As we started to build we started playing shows and took up DJing to build our set times. But then, after six years of Ni Oko Louis tragically passed away last year.
After his passing I started to create music on my own because I didn’t know how to cope otherwise. What else could I do besides create music and pray to keep my demons away? Thats how Lizz Kim Kim as an artist began.
Choose and title 5 photos from your phone that best sum up your current life.
What is the toughest adversity you’ve faced on your journey to living your best life, and how did you overcome this?
Louis’ passing was definitely one of the most difficult things I have ever gotten though. I still struggle with it from time to time. He was probably the most influential person in my life besides my family.
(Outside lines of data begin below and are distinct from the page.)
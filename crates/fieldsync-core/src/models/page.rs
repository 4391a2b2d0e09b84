//! Paginated listings

use serde::{Deserialize, Serialize};

/// One page of a larger listing; pages are 1-based
#[derive(Debug, Clone, PartialEq, Serialize, Deserialize)]
pub struct Page<T> {
    pub items: Vec<T>,
    pub total: usize,
    pub page: usize,
    pub page_size: usize,
    pub has_more: bool,
}

impl<T> Page<T> {
    pub fn new(items: Vec<T>, total: usize, page: usize, page_size: usize) -> Self {
        let seen = page.saturating_sub(1).saturating_mul(page_size) + items.len();
        Self {
            has_more: seen < total,
            items,
            total,
            page,
            page_size,
        }
    }

    /// Row offset of a 1-based page
    pub const fn offset(page: usize, page_size: usize) -> usize {
        page.saturating_sub(1).saturating_mul(page_size)
    }
}
use axum::{
    http::StatusCode,
    response::{IntoResponse, Response},
    Json,
};
use serde_json::json;
use std::fmt;

use drive_import::OrchestratorError;

pub type AppResult<T> = Result<T, AppError>;

#[derive(Debug)]
pub struct AppError {
    pub status: StatusCode,
    pub message: String,
}

impl AppError {
    pub fn new(status: StatusCode, message: impl Into<String>) -> Self {
        Self {
            status,
            message: message.into(),
        }
    }

    pub fn internal(message: impl Into<String>) -> Self {
        Self::new(StatusCode::INTERNAL_SERVER_ERROR, message)
    }

    pub fn bad_request(message: impl Into<String>) -> Self {
        Self::new(StatusCode::BAD_REQUEST, message)
    }

    pub fn unauthorized(message: impl Into<String>) -> Self {
        Self::new(StatusCode::UNAUTHORIZED, message)
    }

    pub fn forbidden(message: impl Into<String>) -> Self {
        Self::new(StatusCode::FORBIDDEN, message)
    }

    pub fn not_found(message: impl Into<String>) -> Self {
        Self::new(StatusCode::NOT_FOUND, message)
    }

    pub fn conflict(message: impl Into<String>) -> Self {
        Self::new(StatusCode::CONFLICT, message)
    }

    pub fn bad_gateway(message: impl Into<String>) -> Self {
        Self::new(StatusCode::BAD_GATEWAY, message)
    }
}

impl fmt::Display for AppError {
    fn fmt(&self, f: &mut fmt::Formatter<'_>) -> fmt::Result {
        write!(f, "{}", self.message)
    }
}

impl std::error::Error for AppError {}

impl IntoResponse for AppError {
    fn into_response(self) -> Response {
        let body = Json(json!({
            "error": {
                "message": self.message,
                "status": self.status.as_u16(),
            }
        }));

        (self.status, body).into_response()
    }
}

impl From<OrchestratorError> for AppError {
    fn from(err: OrchestratorError) -> Self {
        let message = err.to_string();
        match err {
            OrchestratorError::Authentication(_) => Self::unauthorized(message),
            OrchestratorError::Forbidden(_) => Self::forbidden(message),
            OrchestratorError::Validation(_) => Self::bad_request(message),
            OrchestratorError::NotFound(_) => Self::not_found(message),
            OrchestratorError::RunBusy(_) => Self::conflict(message),
            OrchestratorError::Upstream(_) => Self::bad_gateway(message),
            OrchestratorError::Fatal(_) => {
                tracing::error!(error = %message, "import failed");
                Self::internal(message)
            }
        }
    }
}

impl From<anyhow::Error> for AppError {
    fn from(err: anyhow::Error) -> Self {
        Self::internal(err.to_string())
    }
}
I never met someone who was so giving and selfless.
Everything I know about producing and Djing is from him. Losing your best friend and music partner of six years is really a mindfuck. I’ve been through a lot of shit, but to be honest nothing stuck like this.
Sometimes, I hear him telling me to keep going and continue to create music, just like he did when he was with me. He was a source of motivation and encouragement when I was depressed and I still feel like he does that today.
What’s your goal for the next chapter?
My goal is to continue getting better as a producer and songwriter and to dig deeper. Ive been making very happy songs to help offset my depression and to keep my mind in a more major tone rather than minor. I want to not be afraid of digging deeper and not be afraid to let myself break down. Music is therapy and it really does change your mindset and motivations. I want to get my feelings to make sense and really learn to overcome and grow as an artist.